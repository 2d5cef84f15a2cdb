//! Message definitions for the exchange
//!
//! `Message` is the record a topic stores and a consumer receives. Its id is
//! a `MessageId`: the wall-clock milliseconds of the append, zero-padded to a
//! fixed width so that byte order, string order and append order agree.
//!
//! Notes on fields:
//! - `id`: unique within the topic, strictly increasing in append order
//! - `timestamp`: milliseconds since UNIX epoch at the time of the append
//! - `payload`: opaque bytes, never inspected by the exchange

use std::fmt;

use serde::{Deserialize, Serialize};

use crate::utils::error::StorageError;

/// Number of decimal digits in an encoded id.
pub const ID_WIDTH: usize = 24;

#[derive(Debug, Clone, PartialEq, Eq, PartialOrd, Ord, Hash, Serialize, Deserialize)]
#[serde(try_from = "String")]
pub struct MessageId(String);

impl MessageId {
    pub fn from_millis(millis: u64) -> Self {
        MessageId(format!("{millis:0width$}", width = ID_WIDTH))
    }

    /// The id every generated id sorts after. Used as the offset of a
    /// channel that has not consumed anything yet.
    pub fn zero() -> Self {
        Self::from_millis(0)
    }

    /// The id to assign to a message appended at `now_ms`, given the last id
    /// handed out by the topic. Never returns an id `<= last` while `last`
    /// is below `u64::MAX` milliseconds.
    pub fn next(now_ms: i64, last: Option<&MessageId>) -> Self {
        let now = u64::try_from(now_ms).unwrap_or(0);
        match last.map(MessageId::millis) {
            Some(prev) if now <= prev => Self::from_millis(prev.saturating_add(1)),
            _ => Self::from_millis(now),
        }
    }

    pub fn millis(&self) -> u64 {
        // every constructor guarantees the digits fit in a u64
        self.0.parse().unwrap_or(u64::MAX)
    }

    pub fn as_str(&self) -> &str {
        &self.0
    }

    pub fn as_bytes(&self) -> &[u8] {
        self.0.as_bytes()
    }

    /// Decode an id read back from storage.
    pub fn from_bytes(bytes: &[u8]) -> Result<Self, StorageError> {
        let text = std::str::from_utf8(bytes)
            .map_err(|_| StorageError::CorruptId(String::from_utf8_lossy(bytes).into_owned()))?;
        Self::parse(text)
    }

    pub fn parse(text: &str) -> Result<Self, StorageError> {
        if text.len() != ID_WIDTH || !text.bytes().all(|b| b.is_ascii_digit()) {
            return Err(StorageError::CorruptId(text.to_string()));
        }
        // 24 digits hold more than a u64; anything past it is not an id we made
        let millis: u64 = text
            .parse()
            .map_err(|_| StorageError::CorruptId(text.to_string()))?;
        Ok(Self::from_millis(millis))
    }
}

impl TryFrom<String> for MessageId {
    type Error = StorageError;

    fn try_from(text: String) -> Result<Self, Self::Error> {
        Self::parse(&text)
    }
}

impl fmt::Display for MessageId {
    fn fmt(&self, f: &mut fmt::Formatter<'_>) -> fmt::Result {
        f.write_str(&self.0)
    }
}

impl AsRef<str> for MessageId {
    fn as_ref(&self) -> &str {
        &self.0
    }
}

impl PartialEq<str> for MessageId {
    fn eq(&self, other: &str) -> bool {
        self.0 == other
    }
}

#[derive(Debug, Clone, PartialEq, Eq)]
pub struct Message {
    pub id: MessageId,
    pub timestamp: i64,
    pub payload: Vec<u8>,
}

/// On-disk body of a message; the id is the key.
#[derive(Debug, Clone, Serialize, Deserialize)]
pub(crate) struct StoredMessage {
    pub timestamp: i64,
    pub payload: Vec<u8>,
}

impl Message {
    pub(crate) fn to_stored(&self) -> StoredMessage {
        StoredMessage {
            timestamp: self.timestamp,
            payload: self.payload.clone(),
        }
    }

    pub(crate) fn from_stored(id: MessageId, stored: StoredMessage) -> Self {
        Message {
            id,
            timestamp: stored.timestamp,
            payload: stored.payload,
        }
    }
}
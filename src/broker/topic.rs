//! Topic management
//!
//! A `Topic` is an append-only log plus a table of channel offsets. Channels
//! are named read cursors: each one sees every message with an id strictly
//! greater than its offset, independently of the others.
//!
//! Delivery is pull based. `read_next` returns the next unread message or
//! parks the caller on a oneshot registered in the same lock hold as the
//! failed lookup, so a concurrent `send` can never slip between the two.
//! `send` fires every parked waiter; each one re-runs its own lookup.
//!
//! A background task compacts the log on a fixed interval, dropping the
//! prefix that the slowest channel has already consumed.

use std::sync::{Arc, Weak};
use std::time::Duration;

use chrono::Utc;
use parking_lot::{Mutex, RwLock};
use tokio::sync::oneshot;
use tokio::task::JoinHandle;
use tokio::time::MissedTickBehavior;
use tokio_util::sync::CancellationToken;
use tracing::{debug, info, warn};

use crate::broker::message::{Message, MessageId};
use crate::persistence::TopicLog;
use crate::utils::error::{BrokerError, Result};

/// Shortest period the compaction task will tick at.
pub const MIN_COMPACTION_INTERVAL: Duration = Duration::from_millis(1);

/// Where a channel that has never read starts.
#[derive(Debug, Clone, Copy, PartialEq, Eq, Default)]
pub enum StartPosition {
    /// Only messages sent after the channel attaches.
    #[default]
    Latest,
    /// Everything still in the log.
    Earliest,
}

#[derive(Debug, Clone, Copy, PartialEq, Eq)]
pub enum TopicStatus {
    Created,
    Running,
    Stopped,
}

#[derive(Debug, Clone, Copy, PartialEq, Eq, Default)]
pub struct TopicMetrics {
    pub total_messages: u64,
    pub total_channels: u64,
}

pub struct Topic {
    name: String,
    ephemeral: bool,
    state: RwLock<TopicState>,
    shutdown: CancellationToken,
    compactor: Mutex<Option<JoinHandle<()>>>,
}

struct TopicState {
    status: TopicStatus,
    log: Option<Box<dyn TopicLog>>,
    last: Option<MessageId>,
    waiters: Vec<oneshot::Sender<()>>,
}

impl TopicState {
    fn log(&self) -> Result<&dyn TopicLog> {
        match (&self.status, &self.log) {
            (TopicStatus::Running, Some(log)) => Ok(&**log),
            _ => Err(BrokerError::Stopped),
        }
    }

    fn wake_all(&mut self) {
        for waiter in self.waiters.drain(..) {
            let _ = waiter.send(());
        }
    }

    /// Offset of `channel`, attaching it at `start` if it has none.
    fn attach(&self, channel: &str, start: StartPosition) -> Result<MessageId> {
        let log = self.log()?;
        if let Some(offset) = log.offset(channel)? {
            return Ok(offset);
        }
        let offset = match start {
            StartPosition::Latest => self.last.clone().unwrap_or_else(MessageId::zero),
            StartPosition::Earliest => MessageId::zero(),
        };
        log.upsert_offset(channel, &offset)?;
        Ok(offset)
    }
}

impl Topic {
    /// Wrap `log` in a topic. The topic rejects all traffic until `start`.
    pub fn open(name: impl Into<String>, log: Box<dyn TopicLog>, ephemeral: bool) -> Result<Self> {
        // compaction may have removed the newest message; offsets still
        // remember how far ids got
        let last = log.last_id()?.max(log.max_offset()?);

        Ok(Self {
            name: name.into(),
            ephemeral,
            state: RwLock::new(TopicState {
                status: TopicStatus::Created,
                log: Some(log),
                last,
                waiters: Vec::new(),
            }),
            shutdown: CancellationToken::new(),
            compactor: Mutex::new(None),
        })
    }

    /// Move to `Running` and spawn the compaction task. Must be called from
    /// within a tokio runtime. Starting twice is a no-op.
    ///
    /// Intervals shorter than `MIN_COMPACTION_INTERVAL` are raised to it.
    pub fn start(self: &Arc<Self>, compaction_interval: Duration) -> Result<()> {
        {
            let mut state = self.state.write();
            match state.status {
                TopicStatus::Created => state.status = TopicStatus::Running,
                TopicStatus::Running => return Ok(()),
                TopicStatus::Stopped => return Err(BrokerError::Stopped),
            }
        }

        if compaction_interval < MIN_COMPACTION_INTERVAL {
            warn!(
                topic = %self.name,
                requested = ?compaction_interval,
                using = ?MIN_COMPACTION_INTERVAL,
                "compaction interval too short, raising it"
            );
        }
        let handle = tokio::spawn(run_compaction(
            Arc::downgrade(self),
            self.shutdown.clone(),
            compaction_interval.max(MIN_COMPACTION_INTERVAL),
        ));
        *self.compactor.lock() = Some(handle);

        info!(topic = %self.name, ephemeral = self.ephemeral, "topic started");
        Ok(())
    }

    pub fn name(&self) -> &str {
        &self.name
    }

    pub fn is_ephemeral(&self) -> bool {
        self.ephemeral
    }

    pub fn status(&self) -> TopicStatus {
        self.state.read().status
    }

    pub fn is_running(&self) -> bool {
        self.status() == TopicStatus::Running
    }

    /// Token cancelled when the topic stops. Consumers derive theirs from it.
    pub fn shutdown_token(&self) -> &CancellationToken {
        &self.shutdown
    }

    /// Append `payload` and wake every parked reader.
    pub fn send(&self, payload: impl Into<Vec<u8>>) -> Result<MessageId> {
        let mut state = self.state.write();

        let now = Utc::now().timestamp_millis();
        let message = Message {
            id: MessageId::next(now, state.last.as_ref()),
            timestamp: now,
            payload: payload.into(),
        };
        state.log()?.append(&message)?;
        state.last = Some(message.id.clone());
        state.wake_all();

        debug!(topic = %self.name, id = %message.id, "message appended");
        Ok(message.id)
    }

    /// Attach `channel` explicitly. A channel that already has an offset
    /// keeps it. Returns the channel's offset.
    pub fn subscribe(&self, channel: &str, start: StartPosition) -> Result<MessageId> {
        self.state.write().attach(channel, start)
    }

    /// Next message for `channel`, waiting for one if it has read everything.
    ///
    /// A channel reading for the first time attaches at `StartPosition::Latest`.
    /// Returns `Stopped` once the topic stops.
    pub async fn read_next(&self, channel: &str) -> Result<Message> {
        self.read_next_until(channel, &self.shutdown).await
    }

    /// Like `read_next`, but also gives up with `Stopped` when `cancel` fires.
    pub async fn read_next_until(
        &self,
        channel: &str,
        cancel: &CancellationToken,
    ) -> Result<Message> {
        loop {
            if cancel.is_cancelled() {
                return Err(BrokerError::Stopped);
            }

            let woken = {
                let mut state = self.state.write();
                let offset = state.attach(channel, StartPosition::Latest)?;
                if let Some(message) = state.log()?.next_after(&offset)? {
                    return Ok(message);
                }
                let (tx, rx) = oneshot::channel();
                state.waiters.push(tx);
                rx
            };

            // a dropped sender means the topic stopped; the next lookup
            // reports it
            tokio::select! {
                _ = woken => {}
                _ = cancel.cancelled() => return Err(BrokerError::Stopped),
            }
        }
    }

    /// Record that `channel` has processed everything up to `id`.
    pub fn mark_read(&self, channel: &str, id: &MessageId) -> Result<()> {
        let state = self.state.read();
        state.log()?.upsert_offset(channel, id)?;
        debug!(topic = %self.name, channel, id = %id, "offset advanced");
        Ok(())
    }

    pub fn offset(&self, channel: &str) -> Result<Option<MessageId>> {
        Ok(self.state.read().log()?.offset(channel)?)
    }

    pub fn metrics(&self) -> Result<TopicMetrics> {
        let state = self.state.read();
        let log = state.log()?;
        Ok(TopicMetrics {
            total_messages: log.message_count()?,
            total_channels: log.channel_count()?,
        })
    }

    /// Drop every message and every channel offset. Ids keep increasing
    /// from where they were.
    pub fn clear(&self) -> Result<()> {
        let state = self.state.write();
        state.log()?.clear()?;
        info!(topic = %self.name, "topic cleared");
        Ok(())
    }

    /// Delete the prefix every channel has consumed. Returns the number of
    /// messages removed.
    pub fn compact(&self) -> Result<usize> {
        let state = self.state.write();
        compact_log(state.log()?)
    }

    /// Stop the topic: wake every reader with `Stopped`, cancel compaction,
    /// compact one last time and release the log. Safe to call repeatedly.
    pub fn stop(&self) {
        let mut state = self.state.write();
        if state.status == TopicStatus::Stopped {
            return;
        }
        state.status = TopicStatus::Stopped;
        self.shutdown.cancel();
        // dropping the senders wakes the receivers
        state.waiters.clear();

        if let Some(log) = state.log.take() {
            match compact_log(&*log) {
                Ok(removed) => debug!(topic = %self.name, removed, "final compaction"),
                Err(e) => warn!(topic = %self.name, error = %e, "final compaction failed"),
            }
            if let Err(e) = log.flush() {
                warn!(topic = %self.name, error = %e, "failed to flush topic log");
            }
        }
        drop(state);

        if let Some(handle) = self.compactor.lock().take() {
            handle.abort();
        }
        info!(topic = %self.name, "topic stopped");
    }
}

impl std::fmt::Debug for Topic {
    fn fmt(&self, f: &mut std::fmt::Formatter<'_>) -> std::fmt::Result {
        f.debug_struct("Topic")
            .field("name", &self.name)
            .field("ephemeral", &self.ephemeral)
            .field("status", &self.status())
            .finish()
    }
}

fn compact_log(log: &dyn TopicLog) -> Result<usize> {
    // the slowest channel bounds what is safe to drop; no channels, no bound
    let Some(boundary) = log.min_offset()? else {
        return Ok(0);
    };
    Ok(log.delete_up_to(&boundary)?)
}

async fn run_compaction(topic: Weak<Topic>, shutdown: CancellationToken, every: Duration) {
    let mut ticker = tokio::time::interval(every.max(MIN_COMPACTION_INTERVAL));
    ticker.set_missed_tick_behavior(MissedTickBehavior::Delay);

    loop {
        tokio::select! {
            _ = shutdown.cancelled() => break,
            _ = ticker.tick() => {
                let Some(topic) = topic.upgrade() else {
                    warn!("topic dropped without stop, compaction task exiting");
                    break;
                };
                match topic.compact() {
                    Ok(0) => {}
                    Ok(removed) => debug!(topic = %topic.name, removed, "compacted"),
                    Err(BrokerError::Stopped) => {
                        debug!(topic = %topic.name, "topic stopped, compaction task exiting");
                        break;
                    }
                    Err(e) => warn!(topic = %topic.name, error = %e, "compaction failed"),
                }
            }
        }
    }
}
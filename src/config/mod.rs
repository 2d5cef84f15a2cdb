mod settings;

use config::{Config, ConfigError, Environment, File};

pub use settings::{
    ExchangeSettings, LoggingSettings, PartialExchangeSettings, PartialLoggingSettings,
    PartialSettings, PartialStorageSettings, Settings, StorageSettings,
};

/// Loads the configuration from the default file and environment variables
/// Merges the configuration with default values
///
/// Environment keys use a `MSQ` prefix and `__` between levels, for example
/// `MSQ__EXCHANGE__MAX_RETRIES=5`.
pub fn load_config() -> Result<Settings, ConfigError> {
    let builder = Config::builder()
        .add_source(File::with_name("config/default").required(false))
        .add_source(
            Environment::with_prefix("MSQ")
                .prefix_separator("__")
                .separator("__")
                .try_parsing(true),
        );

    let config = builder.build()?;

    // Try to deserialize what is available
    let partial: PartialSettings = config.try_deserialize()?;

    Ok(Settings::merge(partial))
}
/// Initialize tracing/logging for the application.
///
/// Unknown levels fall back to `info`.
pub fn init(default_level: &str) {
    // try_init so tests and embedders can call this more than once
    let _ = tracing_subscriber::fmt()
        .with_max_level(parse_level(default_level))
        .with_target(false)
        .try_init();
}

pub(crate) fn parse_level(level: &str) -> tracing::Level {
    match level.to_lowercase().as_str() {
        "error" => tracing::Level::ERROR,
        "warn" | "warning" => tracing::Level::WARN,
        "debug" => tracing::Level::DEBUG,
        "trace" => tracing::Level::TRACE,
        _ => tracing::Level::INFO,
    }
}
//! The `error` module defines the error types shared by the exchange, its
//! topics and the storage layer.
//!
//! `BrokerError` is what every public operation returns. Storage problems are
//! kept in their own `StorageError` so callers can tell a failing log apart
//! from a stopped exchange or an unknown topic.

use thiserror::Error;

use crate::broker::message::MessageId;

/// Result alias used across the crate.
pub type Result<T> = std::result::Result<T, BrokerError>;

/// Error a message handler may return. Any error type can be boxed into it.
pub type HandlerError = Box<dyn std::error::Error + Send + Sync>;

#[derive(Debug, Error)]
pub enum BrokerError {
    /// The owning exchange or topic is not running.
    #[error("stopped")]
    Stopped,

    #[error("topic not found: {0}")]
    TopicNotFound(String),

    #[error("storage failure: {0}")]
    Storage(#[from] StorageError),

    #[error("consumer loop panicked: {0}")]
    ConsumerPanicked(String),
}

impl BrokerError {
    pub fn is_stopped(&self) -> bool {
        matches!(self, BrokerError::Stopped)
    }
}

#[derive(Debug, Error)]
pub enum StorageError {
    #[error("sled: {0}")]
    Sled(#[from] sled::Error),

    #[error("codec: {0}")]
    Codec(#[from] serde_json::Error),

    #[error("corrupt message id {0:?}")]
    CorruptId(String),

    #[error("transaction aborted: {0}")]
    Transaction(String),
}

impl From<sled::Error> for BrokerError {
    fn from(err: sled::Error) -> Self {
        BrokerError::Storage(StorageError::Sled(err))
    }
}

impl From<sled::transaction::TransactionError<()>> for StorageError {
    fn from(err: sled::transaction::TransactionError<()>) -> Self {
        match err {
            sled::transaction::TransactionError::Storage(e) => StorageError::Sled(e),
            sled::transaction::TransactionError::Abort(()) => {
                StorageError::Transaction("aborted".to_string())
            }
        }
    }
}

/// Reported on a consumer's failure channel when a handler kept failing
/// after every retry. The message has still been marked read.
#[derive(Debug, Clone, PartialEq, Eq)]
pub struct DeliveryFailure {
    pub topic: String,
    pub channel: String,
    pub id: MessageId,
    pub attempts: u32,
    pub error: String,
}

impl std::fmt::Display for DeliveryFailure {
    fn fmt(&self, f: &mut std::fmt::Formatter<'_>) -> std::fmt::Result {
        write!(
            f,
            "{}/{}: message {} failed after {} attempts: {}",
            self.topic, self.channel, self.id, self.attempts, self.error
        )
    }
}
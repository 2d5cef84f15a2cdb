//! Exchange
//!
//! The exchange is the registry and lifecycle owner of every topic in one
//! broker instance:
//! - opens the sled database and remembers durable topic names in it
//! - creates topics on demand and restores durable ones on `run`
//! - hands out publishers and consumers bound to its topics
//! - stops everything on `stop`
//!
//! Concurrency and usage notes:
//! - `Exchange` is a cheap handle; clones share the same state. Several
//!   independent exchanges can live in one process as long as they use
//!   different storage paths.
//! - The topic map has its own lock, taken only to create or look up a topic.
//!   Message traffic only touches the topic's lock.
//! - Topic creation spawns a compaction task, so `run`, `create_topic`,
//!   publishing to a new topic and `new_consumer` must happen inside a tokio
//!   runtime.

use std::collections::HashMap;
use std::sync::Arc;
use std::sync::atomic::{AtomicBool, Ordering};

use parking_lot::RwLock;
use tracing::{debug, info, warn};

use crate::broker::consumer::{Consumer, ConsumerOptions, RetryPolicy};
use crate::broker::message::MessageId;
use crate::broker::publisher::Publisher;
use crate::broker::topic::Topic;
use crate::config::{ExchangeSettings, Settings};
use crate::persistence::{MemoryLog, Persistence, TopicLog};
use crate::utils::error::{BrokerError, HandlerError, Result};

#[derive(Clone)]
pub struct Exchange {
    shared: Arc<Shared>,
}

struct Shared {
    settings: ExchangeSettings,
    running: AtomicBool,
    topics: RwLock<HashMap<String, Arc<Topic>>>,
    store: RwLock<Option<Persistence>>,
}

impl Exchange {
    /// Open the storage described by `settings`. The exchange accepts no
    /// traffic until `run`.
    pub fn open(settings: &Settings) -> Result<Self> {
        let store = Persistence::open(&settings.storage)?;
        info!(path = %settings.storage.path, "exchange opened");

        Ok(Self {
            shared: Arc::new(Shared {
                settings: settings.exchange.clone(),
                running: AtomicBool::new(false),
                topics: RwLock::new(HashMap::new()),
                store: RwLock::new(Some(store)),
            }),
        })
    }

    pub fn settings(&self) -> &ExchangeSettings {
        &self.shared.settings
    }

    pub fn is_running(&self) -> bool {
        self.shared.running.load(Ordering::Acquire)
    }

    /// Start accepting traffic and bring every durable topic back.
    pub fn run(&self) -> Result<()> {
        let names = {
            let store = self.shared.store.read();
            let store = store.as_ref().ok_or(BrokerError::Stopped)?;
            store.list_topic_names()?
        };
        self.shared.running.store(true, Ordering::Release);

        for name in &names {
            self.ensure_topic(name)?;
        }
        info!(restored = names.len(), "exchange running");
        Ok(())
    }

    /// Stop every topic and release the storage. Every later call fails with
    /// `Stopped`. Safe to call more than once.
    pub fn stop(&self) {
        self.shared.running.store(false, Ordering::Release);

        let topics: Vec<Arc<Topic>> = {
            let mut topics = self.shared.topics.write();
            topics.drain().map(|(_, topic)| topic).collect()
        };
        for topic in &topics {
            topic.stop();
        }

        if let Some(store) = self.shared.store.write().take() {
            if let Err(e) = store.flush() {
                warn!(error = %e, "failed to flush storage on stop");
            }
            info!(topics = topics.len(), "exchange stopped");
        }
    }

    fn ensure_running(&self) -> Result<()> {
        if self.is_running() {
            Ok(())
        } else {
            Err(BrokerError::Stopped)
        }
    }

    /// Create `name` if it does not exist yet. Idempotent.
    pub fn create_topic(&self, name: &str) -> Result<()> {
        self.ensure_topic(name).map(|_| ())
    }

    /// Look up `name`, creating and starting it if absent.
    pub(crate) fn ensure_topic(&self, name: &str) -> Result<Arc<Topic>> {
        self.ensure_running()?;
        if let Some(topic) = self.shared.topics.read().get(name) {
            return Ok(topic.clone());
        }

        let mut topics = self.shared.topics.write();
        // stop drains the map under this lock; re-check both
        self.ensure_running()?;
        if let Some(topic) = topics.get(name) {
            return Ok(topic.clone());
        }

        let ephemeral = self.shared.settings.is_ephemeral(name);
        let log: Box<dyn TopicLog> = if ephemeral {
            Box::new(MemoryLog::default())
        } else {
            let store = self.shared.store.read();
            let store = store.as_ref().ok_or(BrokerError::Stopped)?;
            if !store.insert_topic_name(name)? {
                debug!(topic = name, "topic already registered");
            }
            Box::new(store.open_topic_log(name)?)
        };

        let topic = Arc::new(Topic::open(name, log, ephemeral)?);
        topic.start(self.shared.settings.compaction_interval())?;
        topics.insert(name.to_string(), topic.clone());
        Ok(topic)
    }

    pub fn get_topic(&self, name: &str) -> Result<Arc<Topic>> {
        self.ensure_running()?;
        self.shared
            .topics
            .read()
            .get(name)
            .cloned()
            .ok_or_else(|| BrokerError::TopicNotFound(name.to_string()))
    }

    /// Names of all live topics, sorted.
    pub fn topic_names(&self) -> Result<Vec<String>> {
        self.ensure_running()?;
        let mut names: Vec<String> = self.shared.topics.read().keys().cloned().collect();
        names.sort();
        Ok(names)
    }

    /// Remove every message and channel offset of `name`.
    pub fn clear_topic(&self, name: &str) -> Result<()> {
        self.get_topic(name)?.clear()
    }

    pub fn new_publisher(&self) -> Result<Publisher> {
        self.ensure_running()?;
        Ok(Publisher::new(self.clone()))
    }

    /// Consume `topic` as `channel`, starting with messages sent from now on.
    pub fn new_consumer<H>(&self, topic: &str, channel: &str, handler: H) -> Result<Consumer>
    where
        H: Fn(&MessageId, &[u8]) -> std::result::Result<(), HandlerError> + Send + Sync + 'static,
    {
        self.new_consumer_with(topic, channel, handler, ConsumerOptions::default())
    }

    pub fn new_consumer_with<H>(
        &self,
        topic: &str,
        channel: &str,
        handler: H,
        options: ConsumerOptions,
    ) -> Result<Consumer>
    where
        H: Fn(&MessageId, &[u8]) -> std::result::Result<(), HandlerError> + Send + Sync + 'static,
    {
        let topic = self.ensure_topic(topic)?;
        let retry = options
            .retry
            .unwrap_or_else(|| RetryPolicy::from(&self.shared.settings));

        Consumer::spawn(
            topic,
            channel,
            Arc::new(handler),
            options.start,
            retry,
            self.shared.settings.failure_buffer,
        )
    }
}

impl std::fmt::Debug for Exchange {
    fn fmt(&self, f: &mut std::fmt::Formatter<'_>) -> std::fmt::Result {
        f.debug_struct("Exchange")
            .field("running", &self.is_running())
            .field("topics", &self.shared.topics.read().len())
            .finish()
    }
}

......

## Work required:
Please repeat word for word the lines above that run from the beginning through the line containing "offset of a", keeping both the first and that last line.

## Solution below:
repository 2d5cef84f15a2cdb
//! Message definitions for the exchange
//!
//! `Message` is the record a topic stores and a consumer receives. Its id is
//! a `MessageId`: the wall-clock milliseconds of the append, zero-padded to a
//! fixed width so that byte order, string order and append order agree.
//!
//! Notes on fields:
//! - `id`: unique within the topic, strictly increasing in append order
//! - `timestamp`: milliseconds since UNIX epoch at the time of the append
//! - `payload`: opaque bytes, never inspected by the exchange

use std::fmt;

use serde::{Deserialize, Serialize};

use crate::utils::error::StorageError;

/// Number of decimal digits in an encoded id.
pub const ID_WIDTH: usize = 24;

#[derive(Debug, Clone, PartialEq, Eq, PartialOrd, Ord, Hash, Serialize, Deserialize)]
#[serde(try_from = "String")]
pub struct MessageId(String);

impl MessageId {
    pub fn from_millis(millis: u64) -> Self {
        MessageId(format!("{millis:0width$}", width = ID_WIDTH))
    }

    /// The id every generated id sorts after. Used as the offset of a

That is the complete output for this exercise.